Nonlinear Dynamics, Chaos and Complex Systems Group, Departamento de Física, Universidad Rey Juan Carlos, Móstoles 28933, Madrid, Tulipán s/n, Spain.
Chaos. 2022 Feb;32(2):023104. doi: 10.1063/5.0076568.
We present a fully automated method that identifies attractors and their basins of attraction without approximations of the dynamics. The method works by defining a finite state machine on top of the dynamical system flow. The input to the method is a dynamical system evolution rule and a grid that partitions the state space. No prior knowledge of the number, location, or nature of the attractors is required. The method works for arbitrarily high-dimensional dynamical systems, both discrete and continuous. It also works for stroboscopic maps, Poincaré maps, and projections of high-dimensional dynamics to a lower-dimensional space. The method is accompanied by a performant open-source implementation in the DynamicalSystems.jl library.

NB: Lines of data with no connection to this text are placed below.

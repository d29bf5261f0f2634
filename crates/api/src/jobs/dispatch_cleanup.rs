//! Purges finished rows from the deferred-dispatch queue.

use shared::time::now_millis;
use tracing::info;

use crate::services::DispatchService;

use super::scheduler::{Job, JobFrequency};

const MILLIS_PER_DAY: i64 = 86_400_000;

/// Deletes delivered, skipped and failed dispatches older than the retention period.
pub struct DispatchCleanupJob {
    dispatch: DispatchService,
    retention_days: i64,
    interval_secs: u64,
}

impl DispatchCleanupJob {
    pub fn new(dispatch: DispatchService, retention_days: i64, interval_secs: u64) -> Self {
        Self {
            dispatch,
            retention_days: retention_days.max(0),
            interval_secs,
        }
    }

    /// Rows last updated before this instant are purged.
    fn cutoff(&self, now: i64) -> i64 {
        now - self.retention_days.saturating_mul(MILLIS_PER_DAY)
    }
}

#[async_trait::async_trait]
impl Job for DispatchCleanupJob {
    fn name(&self) -> &'static str {
        "dispatch_cleanup"
    }

    fn frequency(&self) -> JobFrequency {
        JobFrequency::Seconds(self.interval_secs)
    }

    async fn execute(&self) -> Result<(), String> {
        let deleted = self
            .dispatch
            .purge_finished(self.cutoff(now_millis()))
            .await
            .map_err(|e| format!("Failed to purge finished dispatches: {}", e))?;

        if deleted > 0 {
            info!(
                deleted,
                retention_days = self.retention_days,
                "Purged finished dispatches"
            );
        }
        Ok(())
    }
}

The performance of the method outclasses the naïve approach of evolving initial conditions until convergence to an attractor, even when excluding the task of first identifying the attractors from the comparison. We showcase the power of our implementation on several scenarios, including interlaced chaotic attractors, high-dimensional state spaces, fractal basin boundaries, and interlaced attracting periodic orbits, among others. The output of our method can be straightforwardly used to calculate concepts, such as basin stability and final state sensitivity.

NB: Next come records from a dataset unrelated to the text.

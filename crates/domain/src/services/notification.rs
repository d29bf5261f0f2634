//! Notification/alarm dispatcher boundary.
//!
//! The pipeline hands a by-value [`DispatchPayload`] to a dispatcher, which
//! turns it into exactly one standard notification or full-screen alarm.

use std::sync::{Arc, Mutex};

use crate::models::dispatch::DispatchPayload;

/// Result of a dispatch attempt.
#[derive(Debug, Clone, PartialEq, Eq)]
pub enum DispatchResult {
    /// A standard notification was posted.
    Notified,
    /// A full-screen alarm was raised.
    AlarmRaised,
    /// Notification permission is missing. The permission is requested
    /// opportunistically; this dispatch is not retried.
    PermissionMissing,
    /// Delivery failed (retryable).
    Failed(String),
}

impl DispatchResult {
    pub fn as_str(&self) -> &'static str {
        match self {
            Self::Notified => "notified",
            Self::AlarmRaised => "alarm_raised",
            Self::PermissionMissing => "permission_missing",
            Self::Failed(_) => "failed",
        }
    }
}

/// Dispatcher trait for user-visible notifications and alarms.
#[async_trait::async_trait]
pub trait NotificationDispatcher: Send + Sync {
    /// Present the payload to the user.
    async fn dispatch(&self, payload: &DispatchPayload) -> DispatchResult;
}

/// Dispatcher that renders the payload into structured logs.
///
/// Used by the daemon when no presentation bridge is attached.
#[derive(Debug, Clone, Default)]
pub struct LoggingNotificationDispatcher;

impl LoggingNotificationDispatcher {
    pub fn new() -> Self {
        Self
    }
}

#[async_trait::async_trait]
impl NotificationDispatcher for LoggingNotificationDispatcher {
    async fn dispatch(&self, payload: &DispatchPayload) -> DispatchResult {
        let content = payload.render();
        let triggered_at = shared::time::to_datetime(payload.triggered_at)
            .map(|dt| dt.to_rfc3339())
            .unwrap_or_default();

        tracing::info!(
            geofence_id = payload.geofence.id,
            geofication_id = payload.geofication.id,
            transition = %payload.transition,
            triggered_at = %triggered_at,
            title = %content.title,
            body = %content.body,
            alarm = content.alarm,
            actions = content.actions.len(),
            "Dispatching reminder"
        );

        if content.alarm {
            DispatchResult::AlarmRaised
        } else {
            DispatchResult::Notified
        }
    }
}

/// How the mock dispatcher responds.
#[derive(Debug, Clone, Copy, PartialEq, Eq, Default)]
pub enum MockBehavior {
    #[default]
    Deliver,
    Fail,
    NoPermission,
}

/// Mock dispatcher for development and testing.
///
/// Records every payload it receives.
#[derive(Debug, Clone, Default)]
pub struct MockNotificationDispatcher {
    behavior: MockBehavior,
    dispatched: Arc<Mutex<Vec<DispatchPayload>>>,
}

impl MockNotificationDispatcher {
    /// Create a dispatcher that delivers everything.
    pub fn new() -> Self {
        Self::default()
    }

    /// Create a dispatcher that simulates delivery failures.
    pub fn failing() -> Self {
        Self {
            behavior: MockBehavior::Fail,
            ..Self::default()
        }
    }

    /// Create a dispatcher that simulates missing notification permission.
    pub fn without_permission() -> Self {
        Self {
            behavior: MockBehavior::NoPermission,
            ..Self::default()
        }
    }

    /// Payloads received so far, in arrival order.
    pub fn dispatched(&self) -> Vec<DispatchPayload> {
        self.dispatched
            .lock()
            .map(|d| d.clone())
            .unwrap_or_default()
    }

    /// Number of payloads received so far.
    pub fn count(&self) -> usize {
        self.dispatched.lock().map(|d| d.len()).unwrap_or_default()
    }
}

#[async_trait::async_trait]
impl NotificationDispatcher for MockNotificationDispatcher {
    async fn dispatch(&self, payload: &DispatchPayload) -> DispatchResult {
        if let Ok(mut dispatched) = self.dispatched.lock() {
            dispatched.push(payload.clone());
        }

        match self.behavior {
            MockBehavior::Fail => {
                tracing::warn!(
                    geofication_id = payload.geofication.id,
                    "Mock dispatcher simulating failure"
                );
                DispatchResult::Failed("Simulated failure".to_string())
            }
            MockBehavior::NoPermission => DispatchResult::PermissionMissing,
            MockBehavior::Deliver if payload.geofication.is_alarm => DispatchResult::AlarmRaised,
            MockBehavior::Deliver => DispatchResult::Notified,
        }
    }
}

我们提出了一种全自动方法,该方法无需对动力学进行近似即可识别吸引子及其吸引域。该方法通过在动力系统流之上定义一个有限状态机来工作。该方法的输入是一个动力系统演化规则和一个划分状态空间的网格。不需要对吸引子的数量、位置或性质有先验知识。该方法适用于任意高维的动力系统,包括离散和连续的。它也适用于频闪映射、庞加莱映射以及高维动力学到低维空间的投影。该方法在DynamicalSystems.jl库中有一个高性能的开源实现。即使在比较中排除了首先识别吸引子的任务,该方法的性能也优于将初始条件演化到收敛到吸引子的简单方法。我们在几种场景中展示了我们实现的强大功能,包括交错混沌吸引子、高维状态空间、分形盆地边界和交错吸引周期轨道等。我们方法的输出可以直接用于计算诸如盆地稳定性和最终状态敏感性等概念。